The package abstracts away provider-specific implementations, allowing you to write code that works with multiple AI providers (OpenAI, Anthropic, Google Gemini) without changing your core logic. It supports text, image, audio, and PDF modalities (provider dependent), tool integration with JSON Schema-based parameters, callback-based tool execution, automatic fallback strategies for reliability, standardized error types for better error handling, and detailed usage metrics.
- Unified API across different LLM providers
- Support for text, image, audio, and PDF modalities (provider dependent)
- Tool integration with JSON Schema-based parameters
- Callback-based tool execution
- Automatic fallback strategies for reliability
- Standardized error types for better error handling
- Detailed usage metrics
- Model Context Protocol (MCP) client support
go get github.com/spachava753/gai
Generator: The core interface that all providers implement. It takes a Dialog and generates a Response.
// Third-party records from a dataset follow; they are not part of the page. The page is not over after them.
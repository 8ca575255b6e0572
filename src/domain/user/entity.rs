//! User identity

use serde::{Deserialize, Serialize};

use super::validation::{normalize_user_id, UserValidationError};

/// Normalised owner identity (trimmed, lower-cased)
#[derive(Debug, Clone, PartialEq, Eq, Hash, PartialOrd, Ord, Serialize, Deserialize)]
#[serde(try_from = "String", into = "String")]
pub struct UserId(String);

impl UserId {
    /// Create a new UserId, normalising the raw value
    pub fn new(id: impl AsRef<str>) -> Result<Self, UserValidationError> {
        Ok(Self(normalize_user_id(id.as_ref())?))
    }

    /// Get the inner string value
    pub fn as_str(&self) -> &str {
        &self.0
    }
}

impl TryFrom<String> for UserId {
    type Error = UserValidationError;

    fn try_from(value: String) -> Result<Self, Self::Error> {
        Self::new(value)
    }
}

impl From<UserId> for String {
    fn from(id: UserId) -> Self {
        id.0
    }
}

impl std::fmt::Display for UserId {
    fn fmt(&self, f: &mut std::fmt::Formatter<'_>) -> std::fmt::Result {
        write!(f, "{}", self.0)
    }
}

impl PartialEq<str> for UserId {
    fn eq(&self, other: &str) -> bool {
        self.0 == other
    }
}
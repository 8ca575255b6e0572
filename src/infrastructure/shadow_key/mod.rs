//! Shadow key store implementations

mod in_memory;
mod postgres_repository;

pub use in_memory::InMemoryShadowKeyRepository;
pub use postgres_repository::PostgresShadowKeyRepository;
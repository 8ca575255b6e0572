//! API request and response types

pub mod error;
pub mod json;
pub mod keys;

pub use error::{ApiError, ApiErrorResponse};
pub use json::Json;
pub use keys::{CreateKeyBody, CreatedKeyResponse, DeletedResponse, HistoryKey, MeResponse};
//! Caller identity from the authenticating reverse proxy

use axum::{
    extract::FromRequestParts,
    http::{request::Parts, HeaderMap},
};
use tracing::debug;

use crate::api::state::AppState;
use crate::api::types::ApiError;
use crate::domain::UserId;

/// Header set by the proxy in front of this service
pub const FORWARDED_EMAIL_HEADER: &str = "x-forwarded-email";

/// Extractor that requires a forwarded identity and provisions it upstream
///
/// The user is created in the directory on first sight, so handlers can
/// assume it exists.
#[derive(Debug, Clone)]
pub struct RequireUser(pub UserId);

impl FromRequestParts<AppState> for RequireUser {
    type Rejection = ApiError;

    async fn from_request_parts(
        parts: &mut Parts,
        state: &AppState,
    ) -> Result<Self, Self::Rejection> {
        let user_id = extract_forwarded_user(&parts.headers)?;

        debug!(user_id = %user_id, "Ensuring caller is provisioned");
        state.provisioning_service.ensure_provisioned(&user_id).await?;

        Ok(RequireUser(user_id))
    }
}

/// Read and normalise the forwarded email
pub fn extract_forwarded_user(headers: &HeaderMap) -> Result<UserId, ApiError> {
    let raw = headers
        .get(FORWARDED_EMAIL_HEADER)
        .ok_or_else(|| {
            ApiError::unauthorized(format!("Missing {} header", FORWARDED_EMAIL_HEADER))
        })?
        .to_str()
        .map_err(|_| ApiError::bad_request("Invalid X-Forwarded-Email header encoding"))?;

    if raw.trim().is_empty() {
        return Err(ApiError::unauthorized(format!(
            "Missing {} header",
            FORWARDED_EMAIL_HEADER
        )));
    }

    UserId::new(raw).map_err(|e| ApiError::bad_request(e.to_string()))
}

#[cfg(test)]
mod tests {
    use super::*;
    use axum::http::StatusCode;

    #[test]
    fn test_extract_normalises_email() {
        let mut headers = HeaderMap::new();
        headers.insert(FORWARDED_EMAIL_HEADER, " Dev@Example.COM ".parse().unwrap());

        let user = extract_forwarded_user(&headers).unwrap();
        assert_eq!(user.as_str(), "dev@example.com");
    }

    #[test]
    fn test_missing_header_is_unauthorized() {
        let err = extract_forwarded_user(&HeaderMap::new()).unwrap_err();
        assert_eq!(err.status, StatusCode::UNAUTHORIZED);
    }

    #[test]
    fn test_blank_header_is_unauthorized() {
        let mut headers = HeaderMap::new();
        headers.insert(FORWARDED_EMAIL_HEADER, "   ".parse().unwrap());

        let err = extract_forwarded_user(&headers).unwrap_err();
        assert_eq!(err.status, StatusCode::UNAUTHORIZED);
    }

    #[test]
    fn test_malformed_identity_is_bad_request() {
        let mut headers = HeaderMap::new();
        headers.insert(FORWARDED_EMAIL_HEADER, "dev/../admin".parse().unwrap());

        let err = extract_forwarded_user(&headers).unwrap_err();
        assert_eq!(err.status, StatusCode::BAD_REQUEST);
    }
}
type Generator interface {
Generate(ctx context.Context, dialog Dialog, options *GenOpts) (Response, error)
}
Each LLM provider (OpenAI, Anthropic, Gemini) has its own implementation of the Generator interface.
Dialog: A conversation with a language model, represented as a slice of Message objects.
type Dialog []Message
Message: A single exchange in the conversation, with a Role (User, Assistant, or ToolResult) and a collection of Blocks.
type Message struct {
Role Role
Blocks []Block
ToolResultError bool
}
Block: A self-contained piece of content within a message, which can be text, image, audio, or a tool call.
type Block struct {
ID string
BlockType string
ModalityType Modality
MimeType string
Content fmt.Stringer
ExtraFields map[string]interface{}
}
Common block types include:
- Content - Regular content like text or images
- Thinking - Reasoning/thinking from the model
- ToolCall - A request to call a tool
Modalities: gai supports multiple modalities for input and output.
type Modality uint
const (
Text Modality = iota
Image
Audio
Video
)
Support for specific modalities depends on the underlying model provider.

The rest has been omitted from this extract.